Stored data
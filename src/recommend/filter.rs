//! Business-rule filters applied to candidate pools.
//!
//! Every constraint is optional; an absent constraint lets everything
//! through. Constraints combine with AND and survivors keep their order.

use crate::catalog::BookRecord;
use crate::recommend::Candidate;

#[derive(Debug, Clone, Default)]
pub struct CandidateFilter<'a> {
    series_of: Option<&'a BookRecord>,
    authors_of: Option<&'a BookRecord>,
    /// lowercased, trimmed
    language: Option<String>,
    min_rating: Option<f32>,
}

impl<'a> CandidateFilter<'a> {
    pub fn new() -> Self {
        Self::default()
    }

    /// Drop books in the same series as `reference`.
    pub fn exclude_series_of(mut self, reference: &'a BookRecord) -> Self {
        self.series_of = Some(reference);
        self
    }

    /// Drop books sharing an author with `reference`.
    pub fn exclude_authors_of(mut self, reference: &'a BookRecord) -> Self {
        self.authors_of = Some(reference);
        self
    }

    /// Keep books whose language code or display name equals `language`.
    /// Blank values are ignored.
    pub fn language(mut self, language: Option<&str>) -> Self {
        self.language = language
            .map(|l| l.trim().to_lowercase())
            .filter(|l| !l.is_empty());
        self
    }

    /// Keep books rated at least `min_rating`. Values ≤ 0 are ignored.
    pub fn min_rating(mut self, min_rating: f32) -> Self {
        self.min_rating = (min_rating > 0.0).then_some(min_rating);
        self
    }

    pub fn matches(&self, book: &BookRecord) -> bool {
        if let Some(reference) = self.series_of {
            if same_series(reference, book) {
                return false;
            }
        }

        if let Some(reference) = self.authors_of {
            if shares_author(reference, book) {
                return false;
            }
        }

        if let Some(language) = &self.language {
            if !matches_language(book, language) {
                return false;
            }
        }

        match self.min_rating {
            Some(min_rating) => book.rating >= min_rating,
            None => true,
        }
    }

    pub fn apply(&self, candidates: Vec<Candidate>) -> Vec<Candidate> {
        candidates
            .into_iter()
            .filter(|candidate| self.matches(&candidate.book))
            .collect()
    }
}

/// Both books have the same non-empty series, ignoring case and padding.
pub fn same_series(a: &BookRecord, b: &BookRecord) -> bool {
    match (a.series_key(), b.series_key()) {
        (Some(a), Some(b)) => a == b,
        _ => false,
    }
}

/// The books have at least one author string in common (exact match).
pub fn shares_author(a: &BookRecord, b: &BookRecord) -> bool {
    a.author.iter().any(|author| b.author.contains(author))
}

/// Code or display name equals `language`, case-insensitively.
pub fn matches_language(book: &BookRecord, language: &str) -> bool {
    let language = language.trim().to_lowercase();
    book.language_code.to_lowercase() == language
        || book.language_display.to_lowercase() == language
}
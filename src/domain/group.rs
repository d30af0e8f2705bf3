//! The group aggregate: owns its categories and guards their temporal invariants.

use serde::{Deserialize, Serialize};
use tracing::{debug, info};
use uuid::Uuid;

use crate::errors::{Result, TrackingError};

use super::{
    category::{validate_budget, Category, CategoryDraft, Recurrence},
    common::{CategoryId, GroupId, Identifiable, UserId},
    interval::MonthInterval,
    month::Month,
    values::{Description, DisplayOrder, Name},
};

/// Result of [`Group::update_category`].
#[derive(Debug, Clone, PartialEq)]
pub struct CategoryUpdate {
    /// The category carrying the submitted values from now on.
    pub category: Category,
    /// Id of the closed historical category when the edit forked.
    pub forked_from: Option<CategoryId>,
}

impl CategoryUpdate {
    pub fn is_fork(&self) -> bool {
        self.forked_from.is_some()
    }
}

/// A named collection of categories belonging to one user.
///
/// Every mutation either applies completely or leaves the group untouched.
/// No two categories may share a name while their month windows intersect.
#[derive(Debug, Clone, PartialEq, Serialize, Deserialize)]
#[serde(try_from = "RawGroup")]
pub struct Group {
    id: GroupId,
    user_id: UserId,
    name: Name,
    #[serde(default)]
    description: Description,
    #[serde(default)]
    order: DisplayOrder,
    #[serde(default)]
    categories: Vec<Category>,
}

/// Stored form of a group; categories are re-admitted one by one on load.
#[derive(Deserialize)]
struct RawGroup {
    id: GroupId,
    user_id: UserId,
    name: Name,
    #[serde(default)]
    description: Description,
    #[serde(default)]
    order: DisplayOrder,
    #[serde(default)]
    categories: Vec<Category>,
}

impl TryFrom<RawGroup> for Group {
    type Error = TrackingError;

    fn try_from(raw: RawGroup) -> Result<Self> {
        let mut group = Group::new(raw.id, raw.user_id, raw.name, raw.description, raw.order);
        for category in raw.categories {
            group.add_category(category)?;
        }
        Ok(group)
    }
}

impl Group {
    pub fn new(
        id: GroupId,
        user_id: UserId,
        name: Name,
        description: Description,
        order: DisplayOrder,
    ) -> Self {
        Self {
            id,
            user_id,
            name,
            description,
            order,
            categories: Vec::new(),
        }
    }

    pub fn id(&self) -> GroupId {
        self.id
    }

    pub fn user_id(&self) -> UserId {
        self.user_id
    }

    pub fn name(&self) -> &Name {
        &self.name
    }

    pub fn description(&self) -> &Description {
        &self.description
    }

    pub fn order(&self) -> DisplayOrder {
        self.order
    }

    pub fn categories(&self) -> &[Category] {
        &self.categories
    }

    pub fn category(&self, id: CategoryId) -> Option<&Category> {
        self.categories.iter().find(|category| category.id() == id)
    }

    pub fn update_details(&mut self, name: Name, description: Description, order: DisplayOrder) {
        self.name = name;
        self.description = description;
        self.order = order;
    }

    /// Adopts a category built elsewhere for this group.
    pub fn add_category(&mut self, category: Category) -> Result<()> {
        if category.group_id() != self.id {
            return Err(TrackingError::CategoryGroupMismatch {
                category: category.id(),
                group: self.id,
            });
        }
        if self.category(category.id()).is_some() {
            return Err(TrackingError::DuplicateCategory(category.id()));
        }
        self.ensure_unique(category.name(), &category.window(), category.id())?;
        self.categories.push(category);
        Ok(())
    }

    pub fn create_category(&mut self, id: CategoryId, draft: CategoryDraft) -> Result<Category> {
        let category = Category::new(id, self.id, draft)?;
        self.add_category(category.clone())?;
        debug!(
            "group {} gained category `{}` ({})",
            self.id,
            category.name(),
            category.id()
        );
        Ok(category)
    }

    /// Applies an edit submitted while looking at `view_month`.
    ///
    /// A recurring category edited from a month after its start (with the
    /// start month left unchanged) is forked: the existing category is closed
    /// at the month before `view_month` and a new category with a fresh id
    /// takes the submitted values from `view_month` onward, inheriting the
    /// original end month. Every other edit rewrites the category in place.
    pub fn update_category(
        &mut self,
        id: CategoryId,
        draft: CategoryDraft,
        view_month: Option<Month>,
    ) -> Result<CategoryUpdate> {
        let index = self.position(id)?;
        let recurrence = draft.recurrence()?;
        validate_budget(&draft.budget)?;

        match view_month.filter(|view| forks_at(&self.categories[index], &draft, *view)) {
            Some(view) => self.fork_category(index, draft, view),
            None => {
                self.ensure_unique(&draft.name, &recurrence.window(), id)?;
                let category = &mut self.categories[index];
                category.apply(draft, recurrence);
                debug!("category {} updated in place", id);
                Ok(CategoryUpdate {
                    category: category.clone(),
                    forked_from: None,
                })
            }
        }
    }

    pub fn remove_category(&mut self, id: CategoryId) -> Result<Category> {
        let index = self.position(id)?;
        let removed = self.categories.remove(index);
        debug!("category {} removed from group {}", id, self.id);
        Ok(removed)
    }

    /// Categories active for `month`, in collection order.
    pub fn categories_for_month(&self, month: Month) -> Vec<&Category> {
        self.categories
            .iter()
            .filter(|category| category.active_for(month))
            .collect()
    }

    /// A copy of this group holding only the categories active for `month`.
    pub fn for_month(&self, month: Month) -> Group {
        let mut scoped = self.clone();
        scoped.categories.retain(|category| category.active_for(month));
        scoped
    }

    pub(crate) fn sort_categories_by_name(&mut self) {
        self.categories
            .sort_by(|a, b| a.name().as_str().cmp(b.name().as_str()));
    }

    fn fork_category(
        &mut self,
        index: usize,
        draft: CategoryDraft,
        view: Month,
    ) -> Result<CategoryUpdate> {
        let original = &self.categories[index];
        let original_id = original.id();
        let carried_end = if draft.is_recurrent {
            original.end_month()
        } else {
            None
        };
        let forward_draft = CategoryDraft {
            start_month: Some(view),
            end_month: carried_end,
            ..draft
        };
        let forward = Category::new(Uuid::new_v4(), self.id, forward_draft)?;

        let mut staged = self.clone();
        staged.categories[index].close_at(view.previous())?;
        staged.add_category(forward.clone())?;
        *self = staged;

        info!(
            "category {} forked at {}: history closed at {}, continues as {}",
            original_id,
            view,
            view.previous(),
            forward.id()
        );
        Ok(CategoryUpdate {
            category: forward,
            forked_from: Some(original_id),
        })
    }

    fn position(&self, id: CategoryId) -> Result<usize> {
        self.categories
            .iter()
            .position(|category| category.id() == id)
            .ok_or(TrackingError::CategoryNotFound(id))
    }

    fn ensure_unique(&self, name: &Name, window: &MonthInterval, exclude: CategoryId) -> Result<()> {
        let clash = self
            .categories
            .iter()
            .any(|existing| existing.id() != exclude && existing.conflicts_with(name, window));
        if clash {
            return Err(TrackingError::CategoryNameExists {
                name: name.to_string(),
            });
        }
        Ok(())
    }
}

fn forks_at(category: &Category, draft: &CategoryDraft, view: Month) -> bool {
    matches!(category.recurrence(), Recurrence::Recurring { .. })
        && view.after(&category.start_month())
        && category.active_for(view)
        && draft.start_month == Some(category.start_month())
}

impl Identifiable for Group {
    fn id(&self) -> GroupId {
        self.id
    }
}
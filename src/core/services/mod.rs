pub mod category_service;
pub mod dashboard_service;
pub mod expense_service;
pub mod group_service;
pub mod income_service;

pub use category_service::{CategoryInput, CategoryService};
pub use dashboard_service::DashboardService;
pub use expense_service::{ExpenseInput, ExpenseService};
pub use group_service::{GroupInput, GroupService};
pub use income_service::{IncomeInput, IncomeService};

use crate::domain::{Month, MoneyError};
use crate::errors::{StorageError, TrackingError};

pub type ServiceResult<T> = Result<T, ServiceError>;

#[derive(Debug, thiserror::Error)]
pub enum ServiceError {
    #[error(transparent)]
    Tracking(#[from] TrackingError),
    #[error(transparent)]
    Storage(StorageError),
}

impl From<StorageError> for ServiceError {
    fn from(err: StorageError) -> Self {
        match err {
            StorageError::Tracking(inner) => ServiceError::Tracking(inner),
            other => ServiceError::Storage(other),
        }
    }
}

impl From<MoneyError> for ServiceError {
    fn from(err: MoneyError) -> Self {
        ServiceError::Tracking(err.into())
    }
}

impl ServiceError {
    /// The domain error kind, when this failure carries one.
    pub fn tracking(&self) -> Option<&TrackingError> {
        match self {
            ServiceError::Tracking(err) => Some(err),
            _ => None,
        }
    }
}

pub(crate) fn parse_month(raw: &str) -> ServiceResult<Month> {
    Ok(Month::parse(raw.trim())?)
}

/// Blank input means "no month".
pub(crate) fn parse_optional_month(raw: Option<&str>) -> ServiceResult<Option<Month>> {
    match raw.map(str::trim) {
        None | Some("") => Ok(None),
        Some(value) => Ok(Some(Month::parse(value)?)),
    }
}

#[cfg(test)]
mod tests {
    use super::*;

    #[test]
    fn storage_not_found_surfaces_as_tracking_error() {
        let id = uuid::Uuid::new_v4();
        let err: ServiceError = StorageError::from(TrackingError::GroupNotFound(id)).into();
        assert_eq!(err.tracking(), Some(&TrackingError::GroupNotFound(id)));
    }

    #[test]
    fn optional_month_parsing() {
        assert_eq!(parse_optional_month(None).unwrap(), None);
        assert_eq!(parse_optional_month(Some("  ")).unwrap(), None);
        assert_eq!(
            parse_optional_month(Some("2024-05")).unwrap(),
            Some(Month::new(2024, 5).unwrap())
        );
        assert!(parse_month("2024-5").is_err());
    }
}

__About this task__. Search the data above for the string "RawGroup" and return every line that has it.

__Answer space__.
#[serde(try_from = "RawGroup")]
struct RawGroup {
impl TryFrom<RawGroup> for Group {
    fn try_from(raw: RawGroup) -> Result<Self> {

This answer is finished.